▶ **Exercise materials**
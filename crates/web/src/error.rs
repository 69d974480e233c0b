use axum::{
    Json,
    http::StatusCode,
    response::{IntoResponse, Response},
};
use serde_json::{Value, json};
use std::fmt;
use storage::error::StorageError;
use storage::models::preferences::validation_message;
use validator::ValidationErrors;

/// Errors returned by the gym tracker API
#[derive(Debug)]
pub enum WebError {
    Storage(StorageError),
    /// Request body rejected by its `Validate` rules.
    Validation(ValidationErrors),
    /// Path user id below 1.
    InvalidUserId(i64),
    Unauthorized,
}

impl fmt::Display for WebError {
    fn fmt(&self, f: &mut fmt::Formatter<'_>) -> fmt::Result {
        match self {
            Self::Storage(e) => write!(f, "Storage error: {}", e),
            Self::Validation(e) => write!(f, "Validation error: {}", e),
            Self::InvalidUserId(id) => write!(f, "Invalid user id: {}", id),
            Self::Unauthorized => write!(f, "Unauthorized"),
        }
    }
}

impl WebError {
    fn status(&self) -> StatusCode {
        match self {
            Self::Storage(StorageError::NotFound) => StatusCode::NOT_FOUND,
            // duplicate record (insert on an existing user, repeated catalog name)
            Self::Storage(StorageError::ConstraintViolation(_)) => StatusCode::CONFLICT,
            // a value the schema CHECKs refuse
            Self::Storage(StorageError::OutOfRange(_)) => StatusCode::BAD_REQUEST,
            Self::Storage(_) => StatusCode::INTERNAL_SERVER_ERROR,
            Self::Validation(_) | Self::InvalidUserId(_) => StatusCode::BAD_REQUEST,
            Self::Unauthorized => StatusCode::UNAUTHORIZED,
        }
    }

    fn body(&self) -> Value {
        match self {
            Self::Storage(StorageError::NotFound) => json!({ "error": "Resource not found" }),
            Self::Storage(StorageError::ConstraintViolation(msg)) => json!({ "error": msg }),
            Self::Storage(StorageError::OutOfRange(msg)) => json!({
                "error": "Validation failed",
                "details": [msg]
            }),
            Self::Storage(e) => {
                tracing::error!("Storage error: {:?}", e);
                json!({ "error": "An internal error occurred" })
            }
            Self::Validation(errors) => {
                let mut details: Vec<String> = errors
                    .field_errors()
                    .iter()
                    .flat_map(|(field, errors)| {
                        errors
                            .iter()
                            .map(move |e| format!("{}: {}", field, validation_message(e)))
                    })
                    .collect();
                details.sort();

                json!({
                    "error": "Validation failed",
                    "details": details
                })
            }
            Self::InvalidUserId(_) => json!({ "error": "user_id must be >= 1" }),
            Self::Unauthorized => json!({ "error": "Unauthorized" }),
        }
    }
}

impl IntoResponse for WebError {
    fn into_response(self) -> Response {
        (self.status(), Json(self.body())).into_response()
    }
}

impl From<StorageError> for WebError {
    fn from(error: StorageError) -> Self {
        Self::Storage(error)
    }
}

impl From<ValidationErrors> for WebError {
    fn from(error: ValidationErrors) -> Self {
        Self::Validation(error)
    }
}

pub type WebResult<T> = Result<T, WebError>;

▶ **Your objective**
Every line of the material that holds the word "failed" must be found and copied.

▶ **Answer to this exercise**
                "error": "Validation failed",
                    "error": "Validation failed",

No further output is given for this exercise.